I have a dataframe with columns that start with "dx". I want to create another column called primary
. If the value in all of the columns that start with "dx" is "I629"
or NA
, I want the value of primary
to be "Unspecified"
. Otherwise, I want the it to be the first non-"I629"
value.
My desired output:
dx1 dx2 dx3 dx4 dx5 primary
I629 NA NA NA NA Unspecified
S065 NA NA NA NA S065
I629 S066 NA NA NA S066
I629 I629 NA NA NA Unspecified
CodePudding user response:
A tidyverse solution: create a helper dataframe where "I629"
is replaced with NA
across all Dx
columns; use dplyr::coalesce()
to take the first non-NA
value (or "Unspecified"
if all NA
); and finally bind the new primary
column to your original dataframe.
library(dplyr)
library(tidyr)
primary_dx <- dat %>%
mutate(
across(starts_with("dx"), \(col) na_if(col, "I629")),
primary = coalesce(!!!select(., starts_with("dx")), "Unspecified")
) %>%
select(primary)
bind_cols(dat, primary_dx)
# A tibble: 4 × 6
dx1 dx2 dx3 dx4 dx5 primary
<chr> <chr> <lgl> <lgl> <lgl> <chr>
1 I629 NA NA NA NA Unspecified
2 S065 NA NA NA NA S065
3 I629 S066 NA NA NA S066
4 I629 I629 NA NA NA Unspecified
CodePudding user response:
data <- data.frame(dx1 = c("I629", "S065", "I629", "I629"), dx2 = c(NA,
NA, "S066", "I629"), dx3 = c(NA, NA, NA, NA), dx4 = c(NA, NA,
NA, NA), dx5 = c(NA, NA, NA, NA))
data$primary <- apply(data, 1, \(x)
if (all(is.na(x) | all(x=="I629" , na.rm = T) )) "Unspecified"
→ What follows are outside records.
//! Transport module for Socksd
//!
//! Socket plumbing shared by the acceptor and the outbound connector:
//! socket options, listener creation and dialing.

mod tcp;

pub use tcp::{bind_listener, TcpConnector};

use crate::config::TcpConfig;
use std::time::Duration;
use tokio::net::TcpStream;

/// Socket options for configuring connections
#[derive(Debug, Clone, PartialEq, Eq)]
pub struct SocketOpts {
    /// Enable TCP_NODELAY
    pub nodelay: bool,
    /// TCP keepalive timeout
    pub keepalive_secs: Option<u64>,
    /// TCP keepalive interval
    pub keepalive_interval: Option<u64>,
}

impl Default for SocketOpts {
    fn default() -> Self {
        SocketOpts {
            nodelay: true,
            keepalive_secs: Some(20),
            keepalive_interval: Some(8),
        }
    }
}

impl SocketOpts {
    /// Create socket options from TCP config
    pub fn from_tcp_config(config: &TcpConfig) -> Self {
        let keepalive = config.keepalive_secs > 0;
        SocketOpts {
            nodelay: config.nodelay,
            keepalive_secs: keepalive.then_some(config.keepalive_secs),
            keepalive_interval: keepalive.then_some(config.keepalive_interval),
        }
    }

    /// Apply socket options to a TCP stream
    pub fn apply(&self, stream: &TcpStream) -> std::io::Result<()> {
        stream.set_nodelay(self.nodelay)?;

        if let (Some(timeout), Some(interval)) = (self.keepalive_secs, self.keepalive_interval) {
            let socket = socket2::SockRef::from(stream);
            let keepalive = socket2::TcpKeepalive::new()
                .with_time(Duration::from_secs(timeout))
                .with_interval(Duration::from_secs(interval));
            socket.set_tcp_keepalive(&keepalive)?;
        }

        Ok(())
    }
}
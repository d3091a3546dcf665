//! Main SOCKS5 handler
//!
//! This module drives one accepted client connection through method
//! negotiation, the CONNECT request, the outbound dial and finally the
//! tunnel relay.
//!
//! # Protocol Flow
//!
//! ```text
//! AwaitingHandshake -> AwaitingRequest -> Connecting -> Tunneling -> Closed
//!         |                   |                |
//!         +-------------------+----------------+--------------------> Closed
//! ```
//!
//! Every rejection sends exactly one reply before the connection closes.

use super::consts::*;
use super::parser::{decode_handshake, decode_request, handshake_frame_len, request_frame_len};
use super::reply::{build_reply, send_method_selection};
use super::resolver::{Resolver, SystemResolver};
use super::tcp_relay::{relay_tcp, RelayOptions, RelayStats};
use super::types::{Request, SocksCommand, TargetAddr};
use crate::config::SocksConfig;
use crate::error::{Socks5Error, Socks5ReplyCode};
use crate::transport::TcpConnector;
use bytes::BytesMut;
use std::fmt;
use std::net::SocketAddr;
use std::sync::Arc;
use std::time::Duration;
use tokio::io::{AsyncRead, AsyncReadExt, AsyncWrite, AsyncWriteExt};
use tokio::net::TcpStream;
use tracing::{debug, info, trace};

/// How long a rejected client gets to finish sending before the socket drops
const LINGER_TIMEOUT: Duration = Duration::from_secs(1);

/// Lifecycle of a single client connection
#[derive(Debug, Clone, Copy, PartialEq, Eq)]
pub enum ConnectionState {
    /// Waiting for the method negotiation message
    AwaitingHandshake,
    /// Waiting for the CONNECT request
    AwaitingRequest,
    /// Resolving and dialing the destination
    Connecting,
    /// Relaying bytes
    Tunneling,
    /// Terminal state
    Closed,
}

impl fmt::Display for ConnectionState {
    fn fmt(&self, f: &mut fmt::Formatter<'_>) -> fmt::Result {
        let name = match self {
            ConnectionState::AwaitingHandshake => "awaiting-handshake",
            ConnectionState::AwaitingRequest => "awaiting-request",
            ConnectionState::Connecting => "connecting",
            ConnectionState::Tunneling => "tunneling",
            ConnectionState::Closed => "closed",
        };
        f.write_str(name)
    }
}

/// SOCKS5 connection handler
///
/// Holds the settings shared by every connection of a server. Cloning is
/// cheap; the resolver is reference counted.
#[derive(Debug, Clone)]
pub struct Socks5Handler {
    config: SocksConfig,
    resolver: Arc<dyn Resolver>,
    connector: TcpConnector,
}

impl Socks5Handler {
    /// Create a handler using the system resolver
    pub fn new(config: SocksConfig) -> Self {
        Self {
            config,
            resolver: Arc::new(SystemResolver),
            connector: TcpConnector::default(),
        }
    }

    /// Replace the resolver
    pub fn with_resolver(mut self, resolver: Arc<dyn Resolver>) -> Self {
        self.resolver = resolver;
        self
    }

    /// Replace the outbound connector
    pub fn with_connector(mut self, connector: TcpConnector) -> Self {
        self.connector = connector;
        self
    }

    /// Relay settings derived from the configuration
    pub fn relay_options(&self) -> RelayOptions {
        RelayOptions {
            buffer_size: self.config.relay_buffer_size,
            idle_timeout: self.config.idle_timeout(),
        }
    }

    /// Handle SOCKS5 protocol on an accepted stream
    ///
    /// Returns the relay statistics when a tunnel was established and ran to
    /// completion, or the reason the connection was closed early. Either way
    /// the stream has been closed when this returns.
    pub async fn handle<S>(&self, stream: S, peer: SocketAddr) -> Result<RelayStats, Socks5Error>
    where
        S: AsyncRead + AsyncWrite + Unpin + Send,
    {
        Connection::new(stream, peer, self).run().await
    }

    /// Reply code for a failed connect phase
    fn connect_failure_code(&self, err: &Socks5Error) -> Socks5ReplyCode {
        if self.config.detailed_reply_codes {
            err.detailed_reply_code()
        } else {
            Socks5ReplyCode::HostUnreachable
        }
    }

    /// Resolve and dial the target within the connect timeout
    async fn connect(&self, target: &TargetAddr) -> Result<TcpStream, Socks5Error> {
        let timeout = self.config.connect_timeout();

        let dial = async {
            let addrs = self
                .resolver
                .resolve(target)
                .await
                .map_err(|source| Socks5Error::Resolve {
                    target: target.to_string(),
                    source,
                })?;

            self.connector
                .connect(&addrs)
                .await
                .map_err(|source| Socks5Error::Connect {
                    target: target.to_string(),
                    source,
                })
        };

        match tokio::time::timeout(timeout, dial).await {
            Ok(result) => result,
            Err(_) => Err(Socks5Error::ConnectTimeout {
                target: target.to_string(),
                timeout,
            }),
        }
    }
}

/// One client connection moving through [`ConnectionState`]
struct Connection<'a, S> {
    stream: S,
    peer: SocketAddr,
    handler: &'a Socks5Handler,
    state: ConnectionState,
    buf: BytesMut,
    /// A request reply (success or failure) has been written
    replied: bool,
}

impl<'a, S> Connection<'a, S>
where
    S: AsyncRead + AsyncWrite + Unpin + Send,
{
    fn new(stream: S, peer: SocketAddr, handler: &'a Socks5Handler) -> Self {
        Self {
            stream,
            peer,
            handler,
            state: ConnectionState::AwaitingHandshake,
            buf: BytesMut::with_capacity(MAX_REQUEST_LEN),
            replied: false,
        }
    }

    fn transition(&mut self, next: ConnectionState) {
        trace!("{}: {} -> {}", self.peer, self.state, next);
        self.state = next;
    }

    async fn run(mut self) -> Result<RelayStats, Socks5Error> {
        let upstream = match self.establish().await {
            Ok(upstream) => upstream,
            Err(e) => {
                let negotiated = self.state != ConnectionState::AwaitingHandshake;
                if negotiated && !self.replied && matches!(e, Socks5Error::Io(_)) {
                    // Best effort, the client may be gone already
                    let _ = build_reply(&mut self.stream, Socks5ReplyCode::GeneralFailure).await;
                }
                debug!("{}: closing in state {}: {}", self.peer, self.state, e);
                self.linger_close().await;
                self.transition(ConnectionState::Closed);
                return Err(e);
            }
        };

        self.transition(ConnectionState::Tunneling);
        let options = self.handler.relay_options();
        let peer = self.peer;

        let result = relay_tcp(self.stream, upstream, options).await;
        trace!("{}: {} -> {}", peer, ConnectionState::Tunneling, ConnectionState::Closed);

        Ok(result?)
    }

    /// Drive the connection up to a connected upstream stream
    async fn establish(&mut self) -> Result<TcpStream, Socks5Error> {
        self.negotiate().await?;
        self.transition(ConnectionState::AwaitingRequest);

        let request = self.read_request().await?;
        let target = self.check_request(&request).await?;
        self.transition(ConnectionState::Connecting);

        let upstream = match self.handler.connect(&target).await {
            Ok(upstream) => upstream,
            Err(e) => {
                let code = self.handler.connect_failure_code(&e);
                self.reply(code).await?;
                return Err(e);
            }
        };

        self.reply(Socks5ReplyCode::Succeeded).await?;
        info!("{}: SOCKS5 tunnel established to {}", self.peer, target);

        Ok(upstream)
    }

    /// Method negotiation: only "no authentication" is accepted
    async fn negotiate(&mut self) -> Result<(), Socks5Error> {
        let frame = self
            .read_frame(HANDSHAKE_HEADER_LEN, MAX_HANDSHAKE_LEN, handshake_frame_len)
            .await?
            .ok_or(Socks5Error::PeerClosed)?;

        match decode_handshake(&frame) {
            Ok(handshake) if handshake.offers_no_auth() => {
                send_method_selection(&mut self.stream, Some(SOCKS5_AUTH_METHOD_NONE)).await?;
                debug!("{}: handshake accepted, methods {:?}", self.peer, handshake.methods);
                Ok(())
            }
            Ok(handshake) => {
                send_method_selection(&mut self.stream, None).await?;
                debug!("{}: no acceptable method in {:?}", self.peer, handshake.methods);
                Err(Socks5Error::NoAcceptableMethod)
            }
            Err(e) => {
                send_method_selection(&mut self.stream, None).await?;
                Err(e.into())
            }
        }
    }

    async fn read_request(&mut self) -> Result<Request, Socks5Error> {
        let frame = self
            .read_frame(REQUEST_HEADER_LEN, MAX_REQUEST_LEN, request_frame_len)
            .await?
            .ok_or(Socks5Error::PeerClosed)?;

        match decode_request(&frame) {
            Ok(request) => Ok(request),
            Err(e) => {
                self.reply(Socks5ReplyCode::CommandNotSupported).await?;
                Err(e.into())
            }
        }
    }

    /// Dispatch policy: CONNECT to a representable destination only
    async fn check_request(&mut self, request: &Request) -> Result<TargetAddr, Socks5Error> {
        if request.command() != Some(SocksCommand::Connect) {
            self.reply(Socks5ReplyCode::CommandNotSupported).await?;
            return Err(Socks5Error::CommandNotSupported(request.cmd));
        }

        match request.target() {
            Ok(target) => {
                debug!("{}: CONNECT {}", self.peer, target);
                Ok(target)
            }
            Err(e) => {
                self.reply(Socks5ReplyCode::AddressTypeNotSupported).await?;
                Err(e)
            }
        }
    }

    async fn reply(&mut self, code: Socks5ReplyCode) -> Result<(), Socks5Error> {
        self.replied = true;
        build_reply(&mut self.stream, code).await?;
        Ok(())
    }

    /// Read one frame without consuming anything past its end
    ///
    /// Returns `None` if the peer closed before sending a single byte. A peer
    /// that closes mid-frame yields the partial frame so the parser can
    /// reject it.
    async fn read_frame(
        &mut self,
        header_len: usize,
        max_len: usize,
        frame_len: fn(&[u8]) -> Option<usize>,
    ) -> Result<Option<BytesMut>, Socks5Error> {
        self.buf.clear();

        loop {
            let target = frame_len(&self.buf)
                .unwrap_or_else(|| header_len.max(self.buf.len() + 1))
                .min(max_len);
            if self.buf.len() >= target {
                break;
            }

            let want = target - self.buf.len();
            self.buf.reserve(want);
            let n = (&mut self.stream)
                .take(want as u64)
                .read_buf(&mut self.buf)
                .await?;

            if n == 0 {
                if self.buf.is_empty() {
                    return Ok(None);
                }
                debug!(
                    "{}: peer closed mid-frame after {} bytes",
                    self.peer,
                    self.buf.len()
                );
                break;
            }
        }

        Ok(Some(self.buf.split()))
    }

    /// Half-close, then drain input briefly so the last reply is delivered
    async fn linger_close(&mut self) {
        let _ = self.stream.shutdown().await;

        let mut scratch = [0u8; 512];
        let stream = &mut self.stream;
        let drain = async move {
            loop {
                match stream.read(&mut scratch).await {
                    Ok(0) | Err(_) => break,
                    Ok(_) => {}
                }
            }
        };
        let _ = tokio::time::timeout(LINGER_TIMEOUT, drain).await;
    }
}
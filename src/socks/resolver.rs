//! Destination address resolution
//!
//! Turns a [`TargetAddr`] into socket addresses the connector can dial.

use super::types::TargetAddr;
use async_trait::async_trait;
use std::fmt::Debug;
use std::io;
use std::net::SocketAddr;

/// Resolver trait for destination addresses
///
/// IP targets resolve to themselves. Domain targets are looked up; an empty
/// answer is reported as [`io::ErrorKind::NotFound`].
#[async_trait]
pub trait Resolver: Debug + Send + Sync + 'static {
    /// Resolve the target into one or more socket addresses
    async fn resolve(&self, target: &TargetAddr) -> io::Result<Vec<SocketAddr>>;
}

/// Resolver backed by the system name service
#[derive(Debug, Clone, Copy, Default)]
pub struct SystemResolver;

#[async_trait]
impl Resolver for SystemResolver {
    async fn resolve(&self, target: &TargetAddr) -> io::Result<Vec<SocketAddr>> {
        match target {
            TargetAddr::Ip(addr) => Ok(vec![*addr]),
            TargetAddr::Domain(domain, port) => {
                let addrs: Vec<SocketAddr> =
                    tokio::net::lookup_host((domain.as_str(), *port)).await?.collect();
                if addrs.is_empty() {
                    return Err(io::Error::new(
                        io::ErrorKind::NotFound,
                        format!("No addresses found for domain: {}", domain),
                    ));
                }
                tracing::trace!("Resolved {} to {:?}", target, addrs);
                Ok(addrs)
            }
        }
    }
}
else x[which(x != "I629")[1]])
data
#> dx1 dx2 dx3 dx4 dx5 primary
#> 1 I629 <NA> NA NA NA Unspecified
#> 2 S065 <NA> NA NA NA S065
#> 3 I629 S066 NA NA NA S066
#> 4 I629 I629 NA NA NA Unspecified
CodePudding user response:
You could try, which uses apply
to look across rows to see if all 5 columns contain either NA
or I629
, then uses a simple ifelse
to categorize the outcome:
df$primary <- apply(df, 1, function(x) ifelse(sum(x == "I629" | is.na(x)) == 5, "Unspecified", x[1]))
Output:
# dx1 dx2 dx3 dx4 dx5 primary
# 1 I629 <NA> NA NA NA Unspecified
# 2 S065 <NA> NA NA NA S065
# 3 I629 S066 NA NA NA I629
# 4 I629 I629 NA NA NA Unspecified
Data
df <- read.table(text = "dx1 dx2 dx3 dx4 dx5
I629 NA NA NA NA
S065 NA NA NA NA
I629 S066 NA NA NA
I629 I629 NA NA NA", header = TRUE)